» **Exercise details**
From the entries below, copy each line in which the word "math" occurs.

» **Record excerpts**
//! Contact between items and the actor: box and sphere overlap, push-out

use crate::collision::{CollisionInfo, CollisionType};
use crate::config::SimConfig;
use crate::error::Result;
use crate::item::{Item, Sphere};
use crate::level::Level;
use crate::math::fixed::{rotate_x, rotate_z};
use crate::math::{atan2, cos, sin};
use crate::room::{RoomGeometry, WALL};

/// Boxes shorter than this never report a directional hit
const HIT_MIN_HEIGHT: i32 = 256;
/// Steps the actor's hit reaction lasts after being shoved
const PUSH_HIT_TIMER: i32 = 5;
/// Room lookup offset after the actor has been moved
const PUSH_ROOM_OFFSET: i32 = -10;

/// Actor offset from the item, in the item's yawed frame
fn local_offset(item: &Item, actor: &Item) -> (i32, i32, i32, i32) {
    let dx = actor.pos.x - item.pos.x;
    let dz = actor.pos.z - item.pos.z;
    let (s, c) = (sin(item.angle.y), cos(item.angle.y));
    (rotate_x(dx, dz, s, c), rotate_z(dx, dz, s, c), dx, dz)
}

/// Whether the actor, inflated by the probe radius, touches the item's box
pub fn collide_bounds(level: &Level, item: &Item, actor: &Item, cinfo: &CollisionInfo) -> Result<bool> {
    let a = item.bounding_box(level, false)?;
    let b = actor.bounding_box(level, false)?;

    let dy = actor.pos.y - item.pos.y;
    if a.max_y - b.min_y <= dy || a.min_y - b.max_y >= dy {
        return Ok(false);
    }

    let (px, pz, _, _) = local_offset(item, actor);
    let r = cinfo.radius;

    Ok(px >= a.min_x - r && px <= a.max_x + r && pz >= a.min_z - r && pz <= a.max_z + r)
}

/// Bit `i` is set when sphere `i` of `a` overlaps any sphere of `b`
pub fn sphere_mask(a: &[Sphere], b: &[Sphere]) -> u32 {
    a.iter()
        .take(32)
        .enumerate()
        .filter(|(_, sa)| b.iter().any(|sb| sa.overlaps(sb)))
        .fold(0, |mask, (i, _)| mask | (1 << i))
}

/// Joints of `item` touching any joint of the actor
pub fn collide_spheres(level: &Level, item: &Item, actor: &Item) -> Result<u32> {
    let a = item.spheres(level)?;
    let b = actor.spheres(level)?;
    Ok(sphere_mask(a.as_slice(), b.as_slice()))
}

/// Pushes the actor out of `item`'s box along the shallowest side.
///
/// The actor is then probed against the room from its new position with
/// relaxed gaps; if that step is blocked it goes back to `cinfo.pos`.
/// With `enemy_hit` set, tall items also register a directional hit on the
/// actor. Returns whether the actor was inside the box.
pub fn collide_push(
    level: &Level,
    geometry: &dyn RoomGeometry,
    item: &Item,
    actor: &mut Item,
    cinfo: &mut CollisionInfo,
    enemy_hit: bool,
    config: &SimConfig,
) -> Result<bool> {
    let (mut px, mut pz, dx, dz) = local_offset(item, actor);

    let bounds = item.bounding_box(level, false)?;
    let r = cinfo.radius;
    let (min_x, max_x) = (bounds.min_x - r, bounds.max_x + r);
    let (min_z, max_z) = (bounds.min_z - r, bounds.max_z + r);

    if px < min_x || px > max_x || pz < min_z || pz > max_z {
        return Ok(false);
    }

    let enemy_hit = enemy_hit && cinfo.enemy_hit && bounds.height() > HIT_MIN_HEIGHT;

    let ax = px - min_x;
    let bx = max_x - px;
    let az = pz - min_z;
    let bz = max_z - pz;

    if ax <= bx && ax <= az && ax <= bz {
        px -= ax;
    } else if bx <= ax && bx <= az && bx <= bz {
        px += bx;
    } else if az <= ax && az <= bx && az <= bz {
        pz -= az;
    } else {
        pz += bz;
    }

    let (s, c) = (-sin(item.angle.y), cos(item.angle.y));
    actor.pos.x = item.pos.x + rotate_x(px, pz, s, c);
    actor.pos.z = item.pos.z + rotate_z(px, pz, s, c);

    log::trace!("{} pushed the actor to {}", item.item_type, actor.pos);

    if enemy_hit {
        let cx = (min_x + max_x) >> 1;
        let cz = (min_z + max_z) >> 1;
        actor.anim_hit(dx - rotate_x(cx, cz, s, c), dz - rotate_z(cx, cz, s, c), PUSH_HIT_TIMER)?;
    }

    let saved = *cinfo;
    cinfo.gap_pos = -WALL;
    cinfo.gap_neg = -config.step_height;
    cinfo.gap_ceiling = 0;
    cinfo.set_angle(atan2(actor.pos.x - cinfo.pos.x, actor.pos.z - cinfo.pos.z));

    actor.collide_room(cinfo, geometry, config.actor_height, 0);

    cinfo.gap_pos = saved.gap_pos;
    cinfo.gap_neg = saved.gap_neg;
    cinfo.gap_ceiling = saved.gap_ceiling;
    cinfo.set_angle(saved.angle);

    if cinfo.kind == CollisionType::None {
        cinfo.pos = actor.pos;
        actor.update_room(geometry, PUSH_ROOM_OFFSET);
    } else {
        log::debug!("Push by {} blocked by {:?}", item.item_type, cinfo.kind);
        actor.pos.x = cinfo.pos.x;
        actor.pos.z = cinfo.pos.z;
    }

    Ok(true)
}

impl Item {
    /// Recomputes which joints touch the actor; zero when the boxes miss
    pub fn update_hit_mask(&mut self, level: &Level, actor: &Item, cinfo: &CollisionInfo) -> Result<u32> {
        self.hit_mask = 0;

        if collide_bounds(level, self, actor, cinfo)? {
            self.hit_mask = collide_spheres(level, self, actor)?;
        }

        Ok(self.hit_mask)
    }
}

#[cfg(test)]
mod tests {
    use super::*;
    use crate::item::{ItemFlags, ItemType};
    use crate::level::Bounds;
    use crate::level::builder::{LevelBuilder, clip, sphere};
    use crate::math::ANGLE_90;
    use crate::room::{RoomId, SectorGrid};
    use glam::IVec3;
    use pretty_assertions::assert_eq;
    use proptest::prelude::*;

    fn level() -> Level {
        LevelBuilder::new()
            .anim(clip(0, 1).bounds(Bounds::new(-512, 512, -1024, 0, -512, 512)))
            .anim(clip(0, 1).bounds(Bounds::new(-100, 100, -762, 0, -100, 100)))
            .model(ItemType::Block1, 1, 0)
            .model(ItemType::Wolf, 1, 0)
            .skeleton(ItemType::Lara, 1, vec![], vec![sphere(0, -400, 0, 120)])
            .build()
    }

    fn spawn(level: &Level, item_type: ItemType, x: i32, z: i32) -> Item {
        Item::new(level, item_type, RoomId(0), IVec3::new(x, 0, z), 0, ItemFlags::empty(), 0).unwrap()
    }

    fn cinfo_for(actor: &Item) -> CollisionInfo {
        let mut cinfo = CollisionInfo::new(&SimConfig::default());
        cinfo.pos = actor.pos;
        cinfo
    }

    #[test]
    fn test_bounds_overlap() {
        let level = level();
        let block = spawn(&level, ItemType::Block1, 2048, 2048);
        let cinfo = cinfo_for(&block);

        assert!(collide_bounds(&level, &block, &spawn(&level, ItemType::Lara, 2048 + 600, 2048), &cinfo).unwrap());
        assert!(!collide_bounds(&level, &block, &spawn(&level, ItemType::Lara, 2048 + 620, 2048), &cinfo).unwrap());

        let mut above = spawn(&level, ItemType::Lara, 2048, 2048);
        above.pos.y = -1900;
        assert!(!collide_bounds(&level, &block, &above, &cinfo).unwrap());
    }

    #[test]
    fn test_bounds_follow_item_yaw() {
        let level = LevelBuilder::new()
            .anim(clip(0, 1).bounds(Bounds::new(-100, 100, -200, 0, 0, 1000)))
            .model(ItemType::Block1, 1, 0)
            .model(ItemType::Lara, 1, 0)
            .build();
        let mut block = spawn(&level, ItemType::Block1, 0, 0);
        let actor = spawn(&level, ItemType::Lara, 800, 0);
        let cinfo = cinfo_for(&actor);

        assert!(!collide_bounds(&level, &block, &actor, &cinfo).unwrap());
        block.angle.y = ANGLE_90;
        assert!(collide_bounds(&level, &block, &actor, &cinfo).unwrap());
    }

    #[test]
    fn test_push_out_along_shallowest_side() {
        let level = level();
        let grid = SectorGrid::flat(8, 8, 0, -4096);
        let block = spawn(&level, ItemType::Block1, 2048, 2048);
        let mut lara = spawn(&level, ItemType::Lara, 2048 + 550, 2048);
        let mut cinfo = cinfo_for(&lara);

        let pushed = collide_push(&level, &grid, &block, &mut lara, &mut cinfo, false, &SimConfig::default()).unwrap();
        assert!(pushed);
        assert_eq!(lara.pos, IVec3::new(2048 + 612, 0, 2048));
        assert_eq!(cinfo.pos, lara.pos);
        assert_eq!(cinfo.gap_pos, SimConfig::default().step_height);
    }

    #[test]
    fn test_push_into_wall_reverts() {
        let level = level();
        let mut grid = SectorGrid::flat(8, 8, 0, -4096);
        grid.set_solid(3072, 2048);
        let block = spawn(&level, ItemType::Block1, 2400, 2048);
        let mut lara = spawn(&level, ItemType::Lara, 2950, 2048);
        let mut cinfo = cinfo_for(&lara);

        collide_push(&level, &grid, &block, &mut lara, &mut cinfo, false, &SimConfig::default()).unwrap();
        assert_eq!(cinfo.kind, CollisionType::Front);
        assert_eq!(lara.pos, IVec3::new(2950, 0, 2048));
    }

    #[test]
    fn test_push_outside_box_does_nothing() {
        let level = level();
        let grid = SectorGrid::flat(8, 8, 0, -4096);
        let block = spawn(&level, ItemType::Block1, 2048, 2048);
        let mut lara = spawn(&level, ItemType::Lara, 2048 + 700, 2048);
        let mut cinfo = cinfo_for(&lara);

        let pushed = collide_push(&level, &grid, &block, &mut lara, &mut cinfo, true, &SimConfig::default()).unwrap();
        assert!(!pushed);
        assert_eq!(lara.pos, IVec3::new(2048 + 700, 0, 2048));
    }

    #[test]
    fn test_tall_item_hits_actor() {
        let level = level();
        let grid = SectorGrid::flat(8, 8, 0, -4096);
        let block = spawn(&level, ItemType::Block1, 2048, 2048);
        let mut lara = spawn(&level, ItemType::Lara, 2048 + 550, 2048);
        let mut cinfo = cinfo_for(&lara);

        collide_push(&level, &grid, &block, &mut lara, &mut cinfo, true, &SimConfig::default()).unwrap();
        let extra = lara.kind.lara().unwrap();
        // the block sits on the actor's left
        assert_eq!(extra.hit_quadrant, 1);
        assert_eq!(extra.hit_timer, PUSH_HIT_TIMER);
    }

    #[test]
    fn test_hit_mask_requires_box_contact() {
        let level = LevelBuilder::new()
            .anim(clip(0, 1).bounds(Bounds::new(-100, 100, -500, 0, -100, 100)))
            .skeleton(ItemType::Wolf, 0, vec![], vec![sphere(0, -300, 0, 150)])
            .skeleton(ItemType::Lara, 0, vec![], vec![sphere(0, -400, 0, 120)])
            .build();
        let mut wolf = spawn(&level, ItemType::Wolf, 1000, 1000);
        let near = spawn(&level, ItemType::Lara, 1200, 1000);
        let far = spawn(&level, ItemType::Lara, 1500, 1000);
        let cinfo = cinfo_for(&near);

        assert_eq!(wolf.update_hit_mask(&level, &near, &cinfo).unwrap(), 0b1);
        assert_eq!(wolf.hit_mask, 0b1);
        assert_eq!(wolf.update_hit_mask(&level, &far, &cinfo).unwrap(), 0);
        assert_eq!(wolf.hit_mask, 0);
    }

    #[test]
    fn test_sphere_mask_bits() {
        let a = [
            Sphere { center: IVec3::ZERO, radius: 10 },
            Sphere { center: IVec3::new(100, 0, 0), radius: 10 },
            Sphere { center: IVec3::new(200, 0, 0), radius: 0 },
        ];
        let b = [Sphere { center: IVec3::new(105, 0, 0), radius: 10 }, Sphere { center: IVec3::new(200, 0, 0), radius: 50 }];
        assert_eq!(sphere_mask(&a, &b), 0b010);
    }

    fn any_sphere() -> impl Strategy<Value = Sphere> {
        (-5000i32..5000, -5000i32..5000, -5000i32..5000, -10i32..2000).prop_map(|(x, y, z, radius)| Sphere {
            center: IVec3::new(x, y, z),
            radius,
        })
    }

    proptest! {
        #[test]
        fn prop_sphere_overlap_is_commutative(a in any_sphere(), b in any_sphere()) {
            prop_assert_eq!(a.overlaps(&b), b.overlaps(&a));
            prop_assert_eq!(sphere_mask(&[a], &[b]), sphere_mask(&[b], &[a]));
        }
    }
}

» **Exercise result**
use crate::math::fixed::{rotate_x, rotate_z};
use crate::math::{atan2, cos, sin};
    use crate::math::ANGLE_90;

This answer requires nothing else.